A week later he was dead—a scuba-diving accident in Cook Strait—the treacherous cold passage of ocean which divides the North and South Islands of New Zealand. His best friend Cody had broken the terrible news to her, to spare her having to hear it from an unknown policewoman.
***
She continued her careful inspection in the mirror.
Will you like me, Cody? Will you help me?
She worried at her full bottom lip with her teeth. She’d waited exactly six months before outlining her outrageous deal to him. Six months of plotting and planning. Of visiting different fertility specialists and lawyers until everything was finally in place. Of proceeding hopefully until Rob’s death had receded far enough to make her offer seem acceptable.
Melanie slid her panties down and dropped them onto the bathroom floor with her camisole and bra. She stepped under the steaming shower and tipped her head back to saturate her long fall of silver-blonde hair.
Everything must be perfect for him. Cody had to do this for her. She wanted to be beautifully clean and scented, soft and desirable, dressed to entice and please him. She’d visited the day spa earlier in the week and was newly waxed, her pussy smooth as a little girl’s. She hoped he’d enjoy the delicious discovery of a grown woman with a child’s sex.
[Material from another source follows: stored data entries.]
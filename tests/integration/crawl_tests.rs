//! End-to-end crawls against mock sites

use crate::{create_test_config, port_of, LoopbackLookup};
use shoal::config::HostEntry;
use shoal::crawler::Coordinator;
use shoal::resolver::ResolutionCache;
use wiremock::matchers::{method, path};
use wiremock::{Mock, MockServer, ResponseTemplate};

fn html(body: String) -> ResponseTemplate {
    ResponseTemplate::new(200).set_body_raw(body, "text/html")
}

#[tokio::test]
async fn test_full_crawl_single_host() {
    let mock_server = MockServer::start().await;
    let base = format!("http://site.test:{}", port_of(&mock_server.uri()));

    Mock::given(method("GET"))
        .and(path("/"))
        .respond_with(html(format!(
            r#"<html><head><title>Home</title></head><body>
            <a href="/page1">Page 1</a>
            <a href="{base}/page2">Page 2</a>
            <a href="/page1#again">Page 1 again</a>
            <a href="mailto:someone@site.test">Mail</a>
            </body></html>"#
        )))
        .expect(1)
        .mount(&mock_server)
        .await;

    Mock::given(method("GET"))
        .and(path("/page1"))
        .respond_with(html(
            r#"<a href="/">Home</a><a href="/page3">Deeper</a>"#.to_string(),
        ))
        .expect(1)
        .mount(&mock_server)
        .await;

    Mock::given(method("GET"))
        .and(path("/page2"))
        .respond_with(ResponseTemplate::new(200).set_body_string("plain text, /page3"))
        .expect(1)
        .mount(&mock_server)
        .await;

    // Two levels below the seed
    Mock::given(method("GET"))
        .and(path("/page3"))
        .respond_with(html(String::new()))
        .expect(0)
        .mount(&mock_server)
        .await;

    let mut config = create_test_config(vec![format!("{base}/")]);
    config.crawler.max_depth = 1;

    let coordinator =
        Coordinator::with_resolver(&config, ResolutionCache::with_lookup(LoopbackLookup))
            .expect("Failed to create coordinator");
    let summary = coordinator.run().await.expect("Crawl failed");

    assert_eq!(summary.pages_dispatched, 3);
    assert_eq!(summary.pages_fetched, 3);
    assert_eq!(summary.fetch_failures, 0);
    assert_eq!(summary.resolution_failures, 0);
    assert_eq!(summary.hosts_resolved, 1);
    assert_eq!(summary.left_in_frontier, 0);
    assert_eq!(summary.filter.hosts, 1);
    assert_eq!(summary.filter.admitted, 3);
}

#[tokio::test]
async fn test_blacklisted_host_is_never_fetched() {
    let mock_server = MockServer::start().await;
    let port = port_of(&mock_server.uri());

    Mock::given(method("GET"))
        .and(path("/"))
        .respond_with(html(format!(
            r#"<a href="http://blocked.test:{port}/blocked">Blocked</a>
            <a href="http://open.test:{port}/open">Open</a>"#
        )))
        .expect(1)
        .mount(&mock_server)
        .await;

    Mock::given(method("GET"))
        .and(path("/open"))
        .respond_with(html(String::new()))
        .expect(1)
        .mount(&mock_server)
        .await;

    Mock::given(method("GET"))
        .and(path("/blocked"))
        .respond_with(html(String::new()))
        .expect(0)
        .mount(&mock_server)
        .await;

    let mut config = create_test_config(vec![format!("http://site.test:{port}/")]);
    config.blacklist = vec![HostEntry {
        host: "Blocked.Test".to_string(),
    }];

    let coordinator =
        Coordinator::with_resolver(&config, ResolutionCache::with_lookup(LoopbackLookup))
            .expect("Failed to create coordinator");
    let summary = coordinator.run().await.expect("Crawl failed");

    assert_eq!(summary.pages_fetched, 2);
    assert_eq!(summary.filter.blacklisted, 1);
    assert_eq!(summary.filter.hosts, 3);
}

#[tokio::test]
async fn test_server_errors_are_reported_to_the_filter() {
    let mock_server = MockServer::start().await;
    let base = format!("http://flaky.test:{}", port_of(&mock_server.uri()));

    Mock::given(method("GET"))
        .and(path("/overloaded"))
        .respond_with(ResponseTemplate::new(503))
        .expect(1)
        .mount(&mock_server)
        .await;

    Mock::given(method("GET"))
        .and(path("/slow-down"))
        .respond_with(ResponseTemplate::new(429))
        .expect(1)
        .mount(&mock_server)
        .await;

    Mock::given(method("GET"))
        .and(path("/missing"))
        .respond_with(ResponseTemplate::new(404))
        .expect(1)
        .mount(&mock_server)
        .await;

    let config = create_test_config(vec![
        format!("{base}/overloaded"),
        format!("{base}/slow-down"),
        format!("{base}/missing"),
    ]);

    let coordinator =
        Coordinator::with_resolver(&config, ResolutionCache::with_lookup(LoopbackLookup))
            .expect("Failed to create coordinator");
    let summary = coordinator.run().await.expect("Crawl failed");

    assert_eq!(summary.pages_fetched, 3);
    assert_eq!(summary.server_errors, 2);
    assert_eq!(summary.filter.server_errors, 2);
    assert_eq!(summary.links_discovered, 0);
}

#[tokio::test]
async fn test_connection_failure_counts_as_fetch_failure() {
    // A port nothing listens on
    let listener = std::net::TcpListener::bind("127.0.0.1:0").expect("Failed to bind");
    let port = listener.local_addr().expect("No local address").port();
    drop(listener);

    let config = create_test_config(vec![format!("http://gone.test:{port}/")]);

    let coordinator =
        Coordinator::with_resolver(&config, ResolutionCache::with_lookup(LoopbackLookup))
            .expect("Failed to create coordinator");
    let summary = coordinator.run().await.expect("Crawl failed");

    assert_eq!(summary.pages_dispatched, 1);
    assert_eq!(summary.pages_fetched, 0);
    assert_eq!(summary.fetch_failures, 1);
    assert_eq!(summary.filter.server_errors, 1);
}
If she managed to seduce him tonight he’d find her as carefully prepared as any bride. And tonight would be ideal. The unpleasant dull pain throbbing to the left of her navel signaled she was near her peak for the month.
She pressed one hand against her tender abdomen, imagining there was already a new life deep inside. The possibility of her first child loomed so close, but she knew in her heart of hearts the deep and savage yearning for her future family was more than slightly diluted by her deep and savage yearning for Cody himself.
She’d always thought him gorgeous. Too gorgeous by half. She was realistic enough to know he could have any woman he wanted. And she’d been sensible enough to avoid mixing business with pleasure until now.
But this was definitely business, and if there turned out to be a pleasure element, well, who’d lose any sleep over that? Not her. And certainly not Cody Mitchell, red-hot womanizer of Wellington.
She tipped shampoo into her palm and massaged it into her scalp with the pads of her fingers. A huge sense of relief had flooded through her once she’d at last unleashed her plan and made the offer to him. She hadn’t known she’d been so tense, so wound-up.
Mmmmm, that felt good. What would Cody’s hands feel like on her skin? She began to stroke down over her breasts and hips with her slippery fingers. She closed her eyes. Cody’s hands would be rougher. He had big hands. Big capable hands with long fingers and double-jointed thumbs that bent a disconcerting distance backwards. She always enjoyed watching his hands, even if he was doing something as mundane as tapping out a memo on his laptop.
If he was doing... ahhhhhh... something as nice as this, she’d really enjoy it. She circled her soapy nipples, pinching gently, imagining Cody’s long fingers roaming over her.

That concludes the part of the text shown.